The genetic relationship among parent trees was reflected by the relatedness coefficient based on the SSR and SNP datasets, as shown in Table S3 and Figure 2. The relatedness coefficient among parent trees obtained with SSR ranged from −0.311 to 0.860. Among all pairs of parent trees, six pairs (cx567-cx80, cx80-cx845, cx571-cx838, cx571-cx841, cx856-cx861, and cx569-cx870) had a relatedness coefficient higher than 0.500. Additionally, 37 and 74 pairs had a relatedness coefficient over 0.250 and 0.125, respectively. Based on SNP, the coefficient of pairwise relationships between parent trees fell between −0.187 and 0.917. Four paired parent trees (cx567-cx80, cx80-cx845, cx561-cx836, and cx484-cx872) had a relatedness coefficient over 0.500, while 35 and 83 pairs displayed a relatedness coefficient higher than 0.250 and 0.125, respectively. The bivariate analysis performed in IBM SPSS Statistics 23 demonstrated a significant correlation between the SSR- and SNP-deduced relatedness coefficient matrices, with a Pearson value of r = 0.690 (p-value < 0.01).
Heatmaps based on the relationship coefficient matrix were plotted to further visualize the genetic relatedness of Chinese fir parent trees (Figure 3).
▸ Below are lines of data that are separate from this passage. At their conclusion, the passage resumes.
//! Package (zip container) handling: extraction, media scan, repackaging

pub mod extract;
pub mod repack;
pub mod scan;

pub use extract::extract_package;
pub use repack::repackage;
pub use scan::scan_media;

use std::path::Path;

use crate::error::PackageError;

/// Archive entry name for `path`: relative to `root`, `/`-separated.
pub fn archive_name(root: &Path, path: &Path) -> Result<String, PackageError> {
    let relative = path
        .strip_prefix(root)
        .map_err(|_| PackageError::OutsideRoot(path.to_path_buf()))?;
    let parts: Vec<String> = relative
        .components()
        .map(|c| c.as_os_str().to_string_lossy().into_owned())
        .collect();
    Ok(parts.join("/"))
}
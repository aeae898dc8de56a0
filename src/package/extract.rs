//! Package extraction into a scratch directory

use std::fs::File;
use std::path::Path;

use zip::ZipArchive;

use crate::error::PackageError;

/// Extract every entry of the zip at `input` into `dest`, preserving the
/// archive's internal hierarchy.
pub fn extract_package(input: &Path, dest: &Path) -> Result<(), PackageError> {
    let file = File::open(input).map_err(|e| PackageError::io(input, e))?;
    let mut archive = ZipArchive::new(file)?;

    log::info!(
        "Extracting {} entries from {}",
        archive.len(),
        input.display()
    );
    archive.extract(dest)?;

    Ok(())
}
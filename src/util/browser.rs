//! Browser glue: clock, file downloads and full-page navigation.
//!
//! TRADE-OFFS
//! ==========
//! Everything here needs a `window`. Host builds get inert fallbacks so the
//! callers compile and unit tests stay deterministic.

/// Milliseconds since the Unix epoch.
pub fn now_ms() -> f64 {
    #[cfg(feature = "csr")]
    {
        js_sys::Date::now()
    }
    #[cfg(not(feature = "csr"))]
    {
        std::time::SystemTime::now()
            .duration_since(std::time::UNIX_EPOCH)
            .map_or(0.0, |d| d.as_secs_f64() * 1000.0)
    }
}

/// Save `bytes` as a file named `filename` through a temporary object URL.
///
/// # Errors
///
/// Returns a description of the DOM failure when the download cannot start.
pub fn download_bytes(bytes: &[u8], filename: &str, mime_type: &str) -> Result<(), String> {
    #[cfg(feature = "csr")]
    {
        use wasm_bindgen::JsCast;

        let js_err = |e: wasm_bindgen::JsValue| format!("{e:?}");
        let document = web_sys::window()
            .and_then(|w| w.document())
            .ok_or_else(|| "no document".to_owned())?;

        let parts = js_sys::Array::new();
        parts.push(&js_sys::Uint8Array::from(bytes));
        let options = web_sys::BlobPropertyBag::new();
        options.set_type(mime_type);
        let blob = web_sys::Blob::new_with_u8_array_sequence_and_options(&parts, &options).map_err(js_err)?;
        let url = web_sys::Url::create_object_url_with_blob(&blob).map_err(js_err)?;

        let link = document
            .create_element("a")
            .map_err(js_err)?
            .dyn_into::<web_sys::HtmlAnchorElement>()
            .map_err(|_| "anchor cast failed".to_owned())?;
        link.set_href(&url);
        link.set_download(filename);
        link.click();
        web_sys::Url::revoke_object_url(&url).map_err(js_err)?;
        Ok(())
    }
    #[cfg(not(feature = "csr"))]
    {
        let _ = (bytes, filename, mime_type);
        Err("downloads need a browser".to_owned())
    }
}

/// Leave the app for an external URL (OAuth provider).
pub fn set_location(href: &str) {
    #[cfg(feature = "csr")]
    {
        if let Some(window) = web_sys::window() {
            if let Err(e) = window.location().set_href(href) {
                leptos::logging::error!("navigation to {href} failed: {e:?}");
            }
        }
    }
    #[cfg(not(feature = "csr"))]
    {
        let _ = href;
    }
}
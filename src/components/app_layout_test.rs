use super::*;

#[test]
fn nav_link_matches_own_path_and_children() {
    assert!(nav_link_active("/lessons", "/lessons"));
    assert!(nav_link_active("/lessons/l-1", "/lessons"));
    assert!(!nav_link_active("/lessonsx", "/lessons"));
    assert!(!nav_link_active("/dashboard", "/lessons"));
}

#[test]
fn nav_links_cover_signed_in_pages() {
    let hrefs: Vec<&str> = NAV_LINKS.iter().map(|(href, _)| *href).collect();
    assert_eq!(hrefs, ["/dashboard", "/lessons", "/profile"]);
}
The result based on SSRs was broadly consistent with that of SNPs. The heatmap results inferred by both markers showed that all the parent trees could be divided into three major clusters (clusters I–III). Fifteen individuals from the largest pan-relational group and two from other groups (Figure 1) were grouped into cluster I in SSR-based heatmaps (Figure 3A), while an additional four individuals (three from the largest pan-relational group and one from the scattered collection) were also assigned to cluster I when using the SNP dataset (Figure 3B). Among the individuals in cluster I, most were offspring of ‘cx569’ and ‘cx574’. Cluster II consisted of sixteen individuals in SNP-based heatmaps, including ten from the pan-relational groups and six from the scattered collection; however, an additional four individuals were clustered into cluster II in SSRs. cx571 and its recorded offspring (cx838, cx839, cx840, and cx841), as well as another eight individuals, were grouped into cluster III.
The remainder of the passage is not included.